INSTRUCTIONS FOR THE TASK:
What lines below contain the string "first"? List them all.
Top of EXERCISE MATERIAL
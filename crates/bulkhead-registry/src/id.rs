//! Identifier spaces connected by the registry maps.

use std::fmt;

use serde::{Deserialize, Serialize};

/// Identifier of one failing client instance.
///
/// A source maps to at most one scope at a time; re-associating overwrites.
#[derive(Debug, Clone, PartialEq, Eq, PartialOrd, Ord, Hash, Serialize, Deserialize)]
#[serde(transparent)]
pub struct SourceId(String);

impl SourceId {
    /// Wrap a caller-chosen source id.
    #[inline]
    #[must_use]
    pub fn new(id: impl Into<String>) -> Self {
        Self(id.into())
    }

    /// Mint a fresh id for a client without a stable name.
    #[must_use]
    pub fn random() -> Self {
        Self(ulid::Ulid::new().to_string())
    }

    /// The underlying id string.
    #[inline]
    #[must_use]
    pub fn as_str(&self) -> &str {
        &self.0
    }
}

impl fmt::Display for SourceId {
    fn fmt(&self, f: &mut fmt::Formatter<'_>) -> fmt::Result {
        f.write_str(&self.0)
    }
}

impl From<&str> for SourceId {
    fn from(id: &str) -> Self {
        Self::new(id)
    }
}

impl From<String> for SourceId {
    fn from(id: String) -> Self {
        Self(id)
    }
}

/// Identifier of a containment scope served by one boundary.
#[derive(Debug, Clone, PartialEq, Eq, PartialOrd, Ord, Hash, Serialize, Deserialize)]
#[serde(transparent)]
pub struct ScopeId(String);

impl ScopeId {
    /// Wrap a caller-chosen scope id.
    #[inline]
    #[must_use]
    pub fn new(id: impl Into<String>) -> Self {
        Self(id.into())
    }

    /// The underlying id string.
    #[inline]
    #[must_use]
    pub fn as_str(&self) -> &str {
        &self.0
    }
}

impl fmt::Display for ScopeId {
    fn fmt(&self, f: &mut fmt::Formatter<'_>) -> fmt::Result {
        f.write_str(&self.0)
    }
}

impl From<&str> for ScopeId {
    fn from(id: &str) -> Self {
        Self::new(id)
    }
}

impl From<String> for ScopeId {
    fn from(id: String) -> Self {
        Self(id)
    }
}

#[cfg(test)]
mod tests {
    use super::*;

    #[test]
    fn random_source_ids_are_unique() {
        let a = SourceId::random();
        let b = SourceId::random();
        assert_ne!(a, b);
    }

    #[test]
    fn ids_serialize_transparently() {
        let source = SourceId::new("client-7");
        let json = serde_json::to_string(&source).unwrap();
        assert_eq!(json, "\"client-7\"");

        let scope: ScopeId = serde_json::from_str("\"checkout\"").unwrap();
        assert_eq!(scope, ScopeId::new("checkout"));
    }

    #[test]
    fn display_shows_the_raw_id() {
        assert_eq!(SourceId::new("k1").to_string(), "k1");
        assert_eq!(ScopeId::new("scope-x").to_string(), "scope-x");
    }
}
Bottom of EXERCISE MATERIAL
Top of EXERCISE MATERIAL
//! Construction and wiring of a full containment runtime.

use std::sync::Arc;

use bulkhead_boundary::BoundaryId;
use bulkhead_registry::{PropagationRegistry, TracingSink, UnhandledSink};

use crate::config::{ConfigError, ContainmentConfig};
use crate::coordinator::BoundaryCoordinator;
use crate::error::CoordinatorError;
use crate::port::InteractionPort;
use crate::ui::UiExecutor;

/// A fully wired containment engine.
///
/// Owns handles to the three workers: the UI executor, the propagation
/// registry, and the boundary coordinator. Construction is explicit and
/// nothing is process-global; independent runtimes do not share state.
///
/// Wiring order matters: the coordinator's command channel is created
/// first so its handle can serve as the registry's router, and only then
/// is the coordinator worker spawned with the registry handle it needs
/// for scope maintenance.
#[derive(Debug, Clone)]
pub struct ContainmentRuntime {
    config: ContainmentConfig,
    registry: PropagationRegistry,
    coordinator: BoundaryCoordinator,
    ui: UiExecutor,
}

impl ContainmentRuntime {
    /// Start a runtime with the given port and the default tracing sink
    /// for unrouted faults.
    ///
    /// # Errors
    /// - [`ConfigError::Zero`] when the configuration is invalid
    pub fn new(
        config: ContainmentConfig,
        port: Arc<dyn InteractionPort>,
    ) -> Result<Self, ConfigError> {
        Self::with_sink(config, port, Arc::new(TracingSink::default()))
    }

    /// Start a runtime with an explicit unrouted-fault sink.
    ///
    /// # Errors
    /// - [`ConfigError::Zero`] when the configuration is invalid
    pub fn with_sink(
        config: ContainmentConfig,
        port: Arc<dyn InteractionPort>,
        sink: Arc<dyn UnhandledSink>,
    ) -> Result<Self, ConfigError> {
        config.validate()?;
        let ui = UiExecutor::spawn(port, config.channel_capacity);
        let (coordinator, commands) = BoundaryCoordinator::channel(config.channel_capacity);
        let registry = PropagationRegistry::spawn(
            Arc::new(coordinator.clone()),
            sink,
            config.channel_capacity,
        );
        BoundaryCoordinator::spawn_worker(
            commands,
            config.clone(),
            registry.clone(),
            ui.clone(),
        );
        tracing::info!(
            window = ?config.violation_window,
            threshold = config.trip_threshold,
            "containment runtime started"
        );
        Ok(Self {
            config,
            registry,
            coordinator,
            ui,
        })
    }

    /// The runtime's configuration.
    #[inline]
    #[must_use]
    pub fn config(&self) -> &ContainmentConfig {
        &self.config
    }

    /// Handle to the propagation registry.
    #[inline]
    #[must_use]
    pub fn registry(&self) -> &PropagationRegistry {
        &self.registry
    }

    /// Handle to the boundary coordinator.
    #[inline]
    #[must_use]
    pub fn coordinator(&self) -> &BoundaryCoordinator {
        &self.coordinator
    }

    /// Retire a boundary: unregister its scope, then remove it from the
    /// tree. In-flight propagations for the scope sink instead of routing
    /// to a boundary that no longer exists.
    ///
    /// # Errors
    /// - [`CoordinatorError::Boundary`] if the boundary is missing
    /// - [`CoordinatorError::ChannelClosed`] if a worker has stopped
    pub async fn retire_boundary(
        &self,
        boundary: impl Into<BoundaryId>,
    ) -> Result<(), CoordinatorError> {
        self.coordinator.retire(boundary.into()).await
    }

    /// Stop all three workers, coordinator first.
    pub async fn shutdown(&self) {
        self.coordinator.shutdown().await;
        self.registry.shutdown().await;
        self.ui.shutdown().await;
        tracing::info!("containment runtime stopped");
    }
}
Bottom of EXERCISE MATERIAL
YOUR RESPONSE:
/// first so its handle can serve as the registry's router, and only then
    /// Stop all three workers, coordinator first.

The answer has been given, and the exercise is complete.